Niewiarygodne , że po frajerstwie z  BATE   Piast zafundował nam jeszcze większą porcję frajerstwa.
A rywal tak naprawdę nie miał ani jednej okazji bramkowej!
Należy sobie życzyć by wreszcie wyczerpali pokłady frajerstwa i przeszli cienką drużynę z Łotwy.
Bo po prostu tego rywala mogą wyeliminować.

Lechia.... i tu zaskoczenie.... nawet podobała mi się ( w oglądanej 1 połowie bo ich mecz zachodził na mecz Piasta). Byli jakby konkretniejsi, grali szybciej i dynamiczniej od rywali z Danii. A więc trzeba  przyznać że "wygrana im się należała" . I to taka "do zera" np 2-0, bo rywal jakoś nie za bardzo się starał. Ale strzelił bramę i Lechia ma problem w rewanżu.
Z ogromnym sentymentem odnotowałem grę w drużynie Brendby Paulusa Arajuuri.
Fajny sympatyczny "Wiking" i taki dalej jest. I dalej gra nie gorzej niż w Lechu ( i nie lepiej zresztą co widać było w wyprowadzaniu piłki).

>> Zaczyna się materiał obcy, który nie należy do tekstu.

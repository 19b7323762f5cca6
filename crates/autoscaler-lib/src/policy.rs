//! Scaling policy: decides whether a service should gain or lose a replica.
//!
//! This module is pure. The caller supplies the service configuration, the
//! current metrics snapshot, the service's cooldown state and the current
//! time; the result depends on nothing else.

use crate::models::{
    DecisionReason, MetricSnapshot, ScaleDirection, ScalingDecision, ScalingState, ServiceConfig,
};
use chrono::{DateTime, Utc};

/// Decide the scaling action for `config.name`.
///
/// Order of checks: cooldown, metric availability, then thresholds. Only
/// metrics listed in `config.metric_names` that have a value for the service
/// are averaged; an empty intersection is "no data", never zero load.
pub fn decide(
    config: &ServiceConfig,
    snapshot: &MetricSnapshot,
    state: &ScalingState,
    now: DateTime<Utc>,
) -> ScalingDecision {
    if in_cooldown(config, state, now) {
        return ScalingDecision::none(DecisionReason::Cooldown);
    }

    let available: Vec<f64> = config
        .metric_names
        .iter()
        .filter_map(|metric| snapshot.value(metric, &config.name))
        .collect();

    if available.is_empty() {
        return ScalingDecision::none(DecisionReason::NoMetrics);
    }

    let avg = available.iter().sum::<f64>() / available.len() as f64;

    if avg > config.scale_up_threshold {
        ScalingDecision::with_value(ScaleDirection::Up, DecisionReason::HighLoad, avg)
    } else if avg < config.scale_down_threshold {
        ScalingDecision::with_value(ScaleDirection::Down, DecisionReason::LowLoad, avg)
    } else {
        ScalingDecision::with_value(ScaleDirection::None, DecisionReason::Stable, avg)
    }
}

/// True while `now` is within `config.cooldown` of the service's last action.
/// A last action stamped in the future counts as inside the window.
fn in_cooldown(config: &ServiceConfig, state: &ScalingState, now: DateTime<Utc>) -> bool {
    match state.last_action_at {
        None => false,
        Some(last) => match now.signed_duration_since(last).to_std() {
            Ok(elapsed) => elapsed < config.cooldown,
            Err(_) => true,
        },
    }
}
//! Prometheus HTTP API client
//!
//! Runs instant queries against `/api/v1/query` and turns the `vector`
//! result into a per-service value map using a configurable label key.

use super::{async_trait, MetricQuery, MetricUnit, MetricsClient};
use crate::models::MetricSnapshot;
use crate::observability::AutoscalerMetrics;
use anyhow::{bail, Context, Result};
use reqwest::Client;
use serde::Deserialize;
use std::collections::{BTreeMap, HashMap};
use std::time::{Duration, Instant};
use tracing::{debug, warn};
use url::Url;

/// Per-query timeout against the backend
pub const DEFAULT_QUERY_TIMEOUT: Duration = Duration::from_secs(10);

/// Query used to probe reachability at startup
const PROBE_QUERY: &str = "vector(1)";

#[derive(Debug, Deserialize)]
struct QueryResponse {
    status: String,
    #[serde(default)]
    data: Option<QueryData>,
    #[serde(default)]
    error: Option<String>,
}

#[derive(Debug, Deserialize)]
#[serde(rename_all = "camelCase")]
struct QueryData {
    result_type: String,
    #[serde(default)]
    result: serde_json::Value,
}

#[derive(Debug, Deserialize)]
struct VectorSample {
    #[serde(default)]
    metric: HashMap<String, String>,
    /// `[unix_timestamp, "value"]`
    value: (f64, String),
}

/// Metrics client backed by a Prometheus server
pub struct PrometheusClient {
    client: Client,
    query_url: Url,
    queries: Vec<MetricQuery>,
    service_label: String,
    metrics: AutoscalerMetrics,
}

impl PrometheusClient {
    /// Create a client for the Prometheus server at `base_url`
    pub fn new(
        base_url: &str,
        queries: Vec<MetricQuery>,
        service_label: impl Into<String>,
        timeout: Duration,
    ) -> Result<Self> {
        let client = Client::builder()
            .timeout(timeout)
            .build()
            .context("Failed to create HTTP client")?;

        // Keep any path prefix of the base URL when joining
        let base = if base_url.ends_with('/') {
            base_url.to_string()
        } else {
            format!("{}/", base_url)
        };
        let query_url = Url::parse(&base)
            .context("Invalid Prometheus URL")?
            .join("api/v1/query")
            .context("Invalid Prometheus query path")?;

        Ok(Self {
            client,
            query_url,
            queries,
            service_label: service_label.into(),
            metrics: AutoscalerMetrics::new(),
        })
    }

    pub fn query_url(&self) -> &Url {
        &self.query_url
    }

    /// Run one instant query and return `service -> percentage`
    async fn run_query(&self, expr: &str, unit: MetricUnit) -> Result<BTreeMap<String, f64>> {
        let response = self
            .client
            .get(self.query_url.clone())
            .query(&[("query", expr)])
            .send()
            .await
            .context("Failed to send query")?;

        let status = response.status();
        let body = response
            .text()
            .await
            .context("Failed to read query response")?;

        let parsed: QueryResponse = serde_json::from_str(&body)
            .with_context(|| format!("Malformed query response ({})", status))?;

        if !status.is_success() || parsed.status != "success" {
            bail!(
                "Query failed ({}): {}",
                status,
                parsed.error.unwrap_or_else(|| "unknown error".to_string())
            );
        }

        let data = parsed.data.context("Query response has no data")?;
        if data.result_type != "vector" {
            bail!("Unsupported result type: {}", data.result_type);
        }

        parse_vector(data.result, &self.service_label, unit)
    }
}

/// Convert a `vector` result into `service -> percentage`.
///
/// Series without the service label or with a non-finite value are skipped;
/// several series for one service are averaged.
fn parse_vector(
    result: serde_json::Value,
    service_label: &str,
    unit: MetricUnit,
) -> Result<BTreeMap<String, f64>> {
    let samples: Vec<VectorSample> =
        serde_json::from_value(result).context("Malformed vector result")?;

    let mut totals: BTreeMap<String, (f64, u32)> = BTreeMap::new();
    for sample in samples {
        let Some(service) = sample.metric.get(service_label) else {
            debug!(label = %service_label, "Skipping series without service label");
            continue;
        };

        let value = match sample.value.1.parse::<f64>() {
            Ok(v) if v.is_finite() => v,
            _ => {
                debug!(service = %service, value = %sample.value.1, "Skipping non-finite sample");
                continue;
            }
        };

        let entry = totals.entry(service.clone()).or_insert((0.0, 0));
        entry.0 += value;
        entry.1 += 1;
    }

    Ok(totals
        .into_iter()
        .map(|(service, (sum, count))| (service, unit.to_percent(sum / count as f64)))
        .collect())
}

#[async_trait]
impl MetricsClient for PrometheusClient {
    async fn collect(&self) -> MetricSnapshot {
        let start = Instant::now();
        let mut snapshot = MetricSnapshot::new();

        for query in &self.queries {
            match self.run_query(&query.query, query.unit).await {
                Ok(values) if values.is_empty() => {
                    warn!(
                        metric = %query.name,
                        label = %self.service_label,
                        "Metric query returned no series for any service"
                    );
                }
                Ok(values) => {
                    debug!(metric = %query.name, services = values.len(), "Metric collected");
                    snapshot.insert_metric(query.name.clone(), values);
                }
                Err(e) => {
                    self.metrics.inc_query_failures(&query.name);
                    warn!(metric = %query.name, error = %format!("{:#}", e), "Metric query failed, skipping");
                }
            }
        }

        self.metrics
            .observe_collection_latency(start.elapsed().as_secs_f64());
        snapshot
    }

    fn metric_names(&self) -> Vec<String> {
        self.queries.iter().map(|q| q.name.clone()).collect()
    }

    async fn check(&self) -> Result<()> {
        self.run_query(PROBE_QUERY, MetricUnit::Percent)
            .await
            .with_context(|| format!("Prometheus at {} is not reachable", self.query_url))?;
        Ok(())
    }
}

Na koniec Cwelka, której ostatnie minuty oglądałem ( tradycyjnie mając wyłączony dżwięk bo w tle pierdolił wybitny znawca futbolu Szpakowski0. Tak z oglądu ( niemego) wynika że i oni chyba powinni puknąć Finów, mimo że wygrali zaledwie 1-0. Finowie raczej symulowali ataki. Tak naprawdę z przodu nie mieli czym straszyć. Stawiam na wyjazdowy remis a może i nawet na wygraną CWKS  1-0 choć "zgniłozieloni" grają co najwyżej "solidną ligową kopaninę".
I jak nie poprawią się to padną w 3 rundzie.